CalPERS, Pressed For Cash, Juggles Capital Calls

Everyone can benefit from budget planning, especially in this economy. But the fact that the nation’s largest pension fund, the California Public Employees’ Retirement System, is reaching out to general partners to stagger their capital calls shows just how tight things are getting.

“We called the [private equity] partners for our planning purposes, and we are coordinating [the] timing of those [capital] calls with them,” Patricia Macht, CalPERS spokesperson, told Buyouts. The Wall Street Journal has also reported that the pension fund has been selling stock in public companies in recent weeks to boost its cash on hand to help meet capital calls. Macht said, “We don’t comment on specific investment transactions, except to say that in down markets, we manage our cash as appropriate for the situation.”

It’s unclear exactly how general partners might respond to requests to delay capital calls, since they typically draw down capital only when they have deals in place, limiting their flexibility. Taking out bridge loans would be an option, but making such accommodations for one limited partner could spark requests from others. So how has CalPERS, whose investment portfolio stood at $233.4 billion as of Aug. 31, ended up in this position?

During the first half of 2008, the LP contributed much more to its alternative investment management program than it did in the first six months of 2007, yet its flow of distributions fell. According to a report released at an investment committee meeting in October, the AIM program saw draw-downs of $5.1 billion in the first half of 2008, up markedly from $3.1 billion for the same period in 2007. But first-half 2008 distributions slipped to $2.3 billion, off from $2.5 billion in the same period last year. Add in the fact that year-to-date returns for the portfolio as a whole dropped to negative 2.1 percent on a net basis as of Aug. 31, and it’s not a stretch to say some careful cash management seems to be in order.

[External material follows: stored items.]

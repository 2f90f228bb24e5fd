// SPDX-FileCopyrightText: 2026 Tandem Contributors
// SPDX-License-Identifier: MIT OR Apache-2.0

//! Bearer token middleware for the REST API.
//!
//! Resolves `Authorization: Bearer <token>` against the identity store and
//! attaches an [`AuthenticatedUser`] to the request. Anything other than a
//! live token for an active account is rejected.

use axum::{
    extract::{Request, State},
    http::StatusCode,
    middleware::Next,
    response::Response,
};
use axum_extra::headers::{Authorization, HeaderMapExt, authorization::Bearer};
use tandem_core::{TokenLookup, User};

use crate::error::ApiError;
use crate::server::GatewayState;

/// The caller behind an authenticated request.
#[derive(Clone)]
pub struct AuthenticatedUser {
    pub user: User,
    /// The presented bearer token, needed to revoke it on logout.
    pub token: String,
    pub token_id: String,
}

impl std::fmt::Debug for AuthenticatedUser {
    fn fmt(&self, f: &mut std::fmt::Formatter<'_>) -> std::fmt::Result {
        f.debug_struct("AuthenticatedUser")
            .field("user", &self.user.id)
            .field("token", &"[redacted]")
            .field("token_id", &self.token_id)
            .finish()
    }
}

/// Middleware that validates the bearer token on every API route.
pub async fn auth_middleware(
    State(state): State<GatewayState>,
    mut request: Request,
    next: Next,
) -> Result<Response, ApiError> {
    let Some(header) = request.headers().typed_get::<Authorization<Bearer>>() else {
        return Err(ApiError::unauthorized("missing bearer token"));
    };
    let token = header.token().to_string();

    match state.hub.identity.resolve_token(&token).await? {
        TokenLookup::Valid { user, token_id } => {
            request.extensions_mut().insert(AuthenticatedUser {
                user,
                token,
                token_id,
            });
            Ok(next.run(request).await)
        }
        TokenLookup::Inactive(user) => {
            tracing::debug!(user_id = %user.id, "request from inactive account");
            Err(ApiError::new(
                StatusCode::FORBIDDEN,
                "inactive_user",
                "this account is not active",
            ))
        }
        TokenLookup::Expired | TokenLookup::Revoked | TokenLookup::Unknown => {
            Err(ApiError::unauthorized("invalid or expired token"))
        }
    }
}
// SPDX-FileCopyrightText: 2026 Tandem Contributors
// SPDX-License-Identifier: MIT OR Apache-2.0

//! Presence and typing signals.
//!
//! Fire-and-forget UI hints routed exactly like domain events (partner only).
//! Never queued, never retried.

use std::sync::Arc;

use chrono::Utc;
use serde_json::json;
use tandem_core::{ConnectionId, EventName, UserId};
use tracing::{debug, warn};

use crate::frame::{PresenceStatus, TypingState};
use crate::router::{Delivery, EmitOptions, EventRouter};

/// Emits presence and typing hints on behalf of connections.
pub struct PresenceSignals {
    router: Arc<EventRouter>,
}

impl PresenceSignals {
    pub fn new(router: Arc<EventRouter>) -> Self {
        Self { router }
    }

    /// A connection for `user` went live. Only the first one announces
    /// `online`.
    pub async fn connected(&self, user: &UserId, first_for_user: bool) -> Delivery {
        if !first_for_user {
            return Delivery::default();
        }
        self.status(user, None, PresenceStatus::Online).await
    }

    /// A connection for `user` went away. Only the last one announces
    /// `offline`.
    pub async fn disconnected(&self, user: &UserId, last_for_user: bool) -> Delivery {
        if !last_for_user {
            return Delivery::default();
        }
        self.status(user, None, PresenceStatus::Offline).await
    }

    /// Relay a presence status to the partner.
    pub async fn status(
        &self,
        user: &UserId,
        from: Option<&ConnectionId>,
        status: PresenceStatus,
    ) -> Delivery {
        let payload = json!({
            "status": status,
            "user": user,
            "timestamp": Utc::now(),
        });
        debug!(user_id = %user, %status, "presence update");
        self.signal(user, EventName::PRESENCE_UPDATE, payload, from).await
    }

    /// Relay a typing indicator to the partner.
    pub async fn typing(
        &self,
        user: &UserId,
        from: Option<&ConnectionId>,
        state: TypingState,
    ) -> Delivery {
        let payload = json!({ "user": user });
        self.signal(user, state.event_name(), payload, from).await
    }

    async fn signal(
        &self,
        user: &UserId,
        name: &str,
        payload: serde_json::Value,
        from: Option<&ConnectionId>,
    ) -> Delivery {
        let name = match EventName::parse(name) {
            Ok(name) => name,
            Err(e) => {
                warn!(error = %e, "invalid signal name");
                return Delivery::default();
            }
        };
        let options = EmitOptions {
            exclude_connection: from.cloned(),
            self_notify: false,
        };
        self.router.emit(user, name, payload, options).await
    }
}
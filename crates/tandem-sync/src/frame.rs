// SPDX-FileCopyrightText: 2026 Tandem Contributors
// SPDX-License-Identifier: MIT OR Apache-2.0

//! Wire frames exchanged over a real-time connection.
//!
//! Client -> Server (JSON):
//! ```json
//! {"type": "auth", "token": "..."}
//! {"type": "typing", "state": "start"}
//! {"type": "presence", "status": "away"}
//! {"type": "ping"}
//! ```
//!
//! Server -> Client (JSON):
//! ```json
//! {"type": "auth_ok", "connection_id": "...", "user": {"id": "...", "display_name": "..."}}
//! {"type": "auth_error", "reason": "invalid_token"}
//! {"type": "event", "event": "task:created", "data": {}, "actor_id": "...", "actor_name": "...", "timestamp": "..."}
//! {"type": "pong"}
//! {"type": "disconnect", "reason": "logout"}
//! ```

use chrono::{DateTime, Utc};
use serde::{Deserialize, Serialize};
use tandem_core::{AuthRejection, ConnectionId, DomainEvent, EventName, UserId, UserSummary};

/// Typing indicator state sent by a client.
#[derive(Debug, Clone, Copy, PartialEq, Eq, Serialize, Deserialize)]
#[serde(rename_all = "snake_case")]
pub enum TypingState {
    Start,
    Stop,
}

impl TypingState {
    pub fn event_name(self) -> &'static str {
        match self {
            TypingState::Start => EventName::TYPING_START,
            TypingState::Stop => EventName::TYPING_STOP,
        }
    }
}

/// Presence status relayed to the partner.
#[derive(Debug, Clone, Copy, PartialEq, Eq, Serialize, Deserialize, strum::Display)]
#[serde(rename_all = "snake_case")]
#[strum(serialize_all = "snake_case")]
pub enum PresenceStatus {
    Online,
    Away,
    Offline,
}

/// Frames a client may send.
#[derive(Debug, Clone, PartialEq, Eq, Serialize, Deserialize)]
#[serde(tag = "type", rename_all = "snake_case")]
pub enum ClientFrame {
    /// In-band credential, accepted only while authenticating.
    Auth { token: String },
    Typing { state: TypingState },
    Presence { status: PresenceStatus },
    Ping,
}

/// Frames the server sends.
#[derive(Debug, Clone, PartialEq, Serialize, Deserialize)]
#[serde(tag = "type", rename_all = "snake_case")]
pub enum ServerFrame {
    AuthOk {
        connection_id: ConnectionId,
        user: UserSummary,
    },
    AuthError {
        reason: AuthRejection,
    },
    Event {
        event: EventName,
        data: serde_json::Value,
        actor_id: UserId,
        actor_name: String,
        timestamp: DateTime<Utc>,
    },
    Pong,
    Disconnect {
        reason: String,
    },
}

impl ServerFrame {
    /// Event frame for `event` with actor metadata injected.
    pub fn event(event: &DomainEvent, actor_name: &str) -> Self {
        ServerFrame::Event {
            event: event.name.clone(),
            data: event.payload.clone(),
            actor_id: event.origin.clone(),
            actor_name: actor_name.to_string(),
            timestamp: event.timestamp,
        }
    }

    pub fn disconnect(reason: impl Into<String>) -> Self {
        ServerFrame::Disconnect {
            reason: reason.into(),
        }
    }

    /// The event name, if this is an event frame.
    pub fn event_name(&self) -> Option<&EventName> {
        match self {
            ServerFrame::Event { event, .. } => Some(event),
            _ => None,
        }
    }

    pub fn to_json(&self) -> Result<String, serde_json::Error> {
        serde_json::to_string(self)
    }
}

/// Reasons carried by `disconnect` frames.
pub mod disconnect_reasons {
    pub const LOGOUT: &str = "logout";
    pub const INACTIVE_USER: &str = "inactive_user";
    pub const SERVER_SHUTDOWN: &str = "server_shutdown";
    pub const TOO_MANY_CONNECTIONS: &str = "too_many_connections";
    pub const INTERNAL_ERROR: &str = "internal_error";
}
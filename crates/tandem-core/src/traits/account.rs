// SPDX-FileCopyrightText: 2026 Tandem Contributors
// SPDX-License-Identifier: MIT OR Apache-2.0

//! Account trait: registration, login, and bearer token lifecycle.

use std::time::Duration;

use async_trait::async_trait;
use secrecy::SecretString;

use crate::error::TandemError;
use crate::types::{IssuedToken, User, UserId};

/// Minimal account management needed to obtain pairing credentials.
#[async_trait]
pub trait AccountStore: Send + Sync {
    /// Create an active, unpaired account.
    async fn create_user(
        &self,
        email: &str,
        display_name: &str,
        password: &SecretString,
    ) -> Result<User, TandemError>;

    /// Check a password. Returns `None` for unknown emails, wrong passwords,
    /// and deactivated accounts alike.
    async fn verify_password(
        &self,
        email: &str,
        password: &SecretString,
    ) -> Result<Option<User>, TandemError>;

    /// Issue a new bearer token valid for `ttl`.
    async fn issue_token(&self, user: &UserId, ttl: Duration) -> Result<IssuedToken, TandemError>;

    /// Revoke a bearer token. Returns the token id if it was live.
    async fn revoke_token(&self, token: &str) -> Result<Option<String>, TandemError>;

    /// All accounts, oldest first.
    async fn list_users(&self) -> Result<Vec<User>, TandemError>;
}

Selling public equities, while tempting because of its relative ease, can create other problems for LPs by exacerbating the denominator effect, which refers to the overallocation to private equity that many institutions are now experiencing because the values of their public holdings have taken such huge hits this year. Most major stock indices across the globe are down about 40 percent since the start of 2008.

“Many LPs are reducing public equity exposure for both diversification reasons and due to capital calls,” said Dan Vene of C.P. Eaton Partners, a placement agent based in Rowayton, Conn. “With the public markets down so much, and very few, if any, distributions from existing private equity managers, almost all major plans are finding themselves overallocated by a few points.”

Another source of liquidity that investors are testing is the secondary market. The endowments for Harvard University and Duke University have shown up there in recent weeks, looking to sell large swathes of fund stakes, although sources say the prices offered for LP interests today may prevent deals.

“More endowments, foundations and pensions of all sizes than I would ever have predicted are scrambling to figure out what they need to sell to meet capital calls,” said Tom Danis of RCP Advisors, a Chicago-based fund-of-funds manager. “Many are going to be looking at secondary market transactions to enable them to garner some liquidity, both to meet existing obligations and to try to take advantage of opportunities in the next couple vintage years.”